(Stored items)
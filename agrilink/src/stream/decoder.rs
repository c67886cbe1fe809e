// Copyright 2026 The Agrilink Project
// SPDX-License-Identifier: Apache-2.0

// Event decoder.
//
// Classifies each frame into one `Event`. Decoding is total: a payload
// that cannot be understood degrades to `PlainStatus` so its text still
// reaches the user.
//
// Fallback order:
// 1. Payload-level `event` field, if it names a known kind
// 2. Frame-level `event:` name, if it names a known kind
// 3. Structured payload without a usable name: shape heuristics
//    (agent + response -> AgentResult, summary keys -> Meta,
//    otherwise RawStructured)
// 4. Anything else: PlainStatus(text), or KeepAlive when blank

use serde_json::{Map, Value};

use super::types::{Event, EventKind, Frame};

/// Keys that identify an agent's name in a structured payload.
const AGENT_KEYS: &[&str] = &["agent", "agentName", "agent_name"];

/// Keys whose presence marks a classification/summary payload.
const META_KEYS: &[&str] = &[
    "intent_classification",
    "classification",
    "summary",
    "agents_run",
    "success_count",
    "error_count",
];

/// Keys checked, in order, for a human-readable message.
const MESSAGE_KEYS: &[&str] = &["message", "status", "text", "detail"];

/// A frame's payload after the structured/unstructured split.
enum Payload<'a> {
    Structured(&'a Map<String, Value>),
    Text(&'a str),
}

/// Stateless frame-to-event decoder.
#[derive(Debug, Default, Clone, Copy)]
pub struct EventDecoder;

impl EventDecoder {
    pub fn new() -> Self {
        Self
    }

    /// Decode one frame. Never fails.
    pub fn decode(&self, frame: &Frame) -> Event {
        let parsed = parse_object(&frame.data);

        let payload_kind = parsed
            .as_ref()
            .and_then(|obj| obj.get("event"))
            .and_then(Value::as_str)
            .and_then(EventKind::from_name);
        let frame_kind = frame.event.as_deref().and_then(EventKind::from_name);

        match (payload_kind.or(frame_kind), parsed.as_ref()) {
            (Some(kind), Some(obj)) => build_typed(kind, Payload::Structured(obj), &frame.data),
            (Some(kind), None) => build_typed(kind, Payload::Text(&frame.data), &frame.data),
            (None, Some(obj)) => classify_by_shape(obj),
            (None, None) => plain(&frame.data),
        }
    }
}

/// Only JSON objects count as structured. Bare JSON scalars such as a
/// number on its own are ordinary text.
fn parse_object(data: &str) -> Option<Map<String, Value>> {
    let trimmed = data.trim();
    if !trimmed.starts_with('{') {
        return None;
    }
    match serde_json::from_str::<Value>(trimmed) {
        Ok(Value::Object(obj)) => Some(obj),
        Ok(_) => None,
        Err(e) => {
            tracing::debug!(error = %e, "payload looks structured but does not parse, treating as text");
            None
        }
    }
}

fn build_typed(kind: EventKind, payload: Payload<'_>, raw: &str) -> Event {
    match kind {
        EventKind::Connected => Event::Connected,
        EventKind::Complete => Event::Complete,
        EventKind::Timeout => Event::Timeout,
        EventKind::KeepAlive => Event::KeepAlive,
        EventKind::Status => Event::Status(message_text(&payload).filter(|t| !t.trim().is_empty())),
        EventKind::Warning => Event::Warning(message_text(&payload).unwrap_or_default()),
        EventKind::Trace => Event::Trace(raw.to_string()),
        EventKind::Error => Event::Error(error_text(&payload, raw)),
        EventKind::ProcessingError => Event::ProcessingError(error_text(&payload, raw)),
        EventKind::FinalResponse => match payload {
            Payload::Structured(obj) => match obj.get("response") {
                Some(response) => Event::FinalResponse(render(response)),
                None => Event::FinalResponse(raw.to_string()),
            },
            Payload::Text(text) => Event::FinalResponse(text.to_string()),
        },
        EventKind::Meta => match payload {
            Payload::Structured(obj) => Event::Meta(Value::Object(obj.clone())),
            Payload::Text(text) => {
                tracing::debug!("meta frame without a structured payload");
                plain(text)
            }
        },
        EventKind::AgentResult => match payload {
            Payload::Structured(obj) => match agent_result(obj) {
                Some(event) => event,
                None => Event::RawStructured(Value::Object(obj.clone())),
            },
            Payload::Text(text) => {
                tracing::debug!("agent_result frame without a structured payload");
                plain(text)
            }
        },
    }
}

fn classify_by_shape(obj: &Map<String, Value>) -> Event {
    if obj.contains_key("response") {
        if let Some(event) = agent_result(obj) {
            return event;
        }
    }
    if META_KEYS.iter().any(|key| obj.contains_key(*key)) {
        return Event::Meta(Value::Object(obj.clone()));
    }
    Event::RawStructured(Value::Object(obj.clone()))
}

fn agent_result(obj: &Map<String, Value>) -> Option<Event> {
    let agent_name = AGENT_KEYS
        .iter()
        .find_map(|key| obj.get(*key).and_then(Value::as_str))?;
    Some(Event::AgentResult {
        agent_name: agent_name.to_string(),
        response: obj.get("response").cloned().unwrap_or(Value::Null),
    })
}

fn plain(text: &str) -> Event {
    if text.trim().is_empty() {
        Event::KeepAlive
    } else {
        Event::PlainStatus(text.to_string())
    }
}

fn message_text(payload: &Payload<'_>) -> Option<String> {
    match payload {
        Payload::Structured(obj) => MESSAGE_KEYS
            .iter()
            .find_map(|key| obj.get(*key).and_then(Value::as_str))
            .map(str::to_string),
        Payload::Text(text) => Some(text.to_string()),
    }
}

fn error_text(payload: &Payload<'_>, raw: &str) -> String {
    let text = match payload {
        Payload::Structured(obj) => obj
            .get("error")
            .and_then(Value::as_str)
            .map(str::to_string)
            .or_else(|| message_text(payload))
            .unwrap_or_else(|| raw.to_string()),
        Payload::Text(text) => text.to_string(),
    };
    if text.trim().is_empty() {
        "unknown error".to_string()
    } else {
        text
    }
}

/// Strings verbatim, anything else as compact JSON.
fn render(value: &Value) -> String {
    match value {
        Value::String(s) => s.clone(),
        other => other.to_string(),
    }
}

* [TASK PROMPT]: Select and copy every line from the records that includes the word "order".

* [EXERCISE RESPONSE]:
// Fallback order:
/// Keys checked, in order, for a human-readable message.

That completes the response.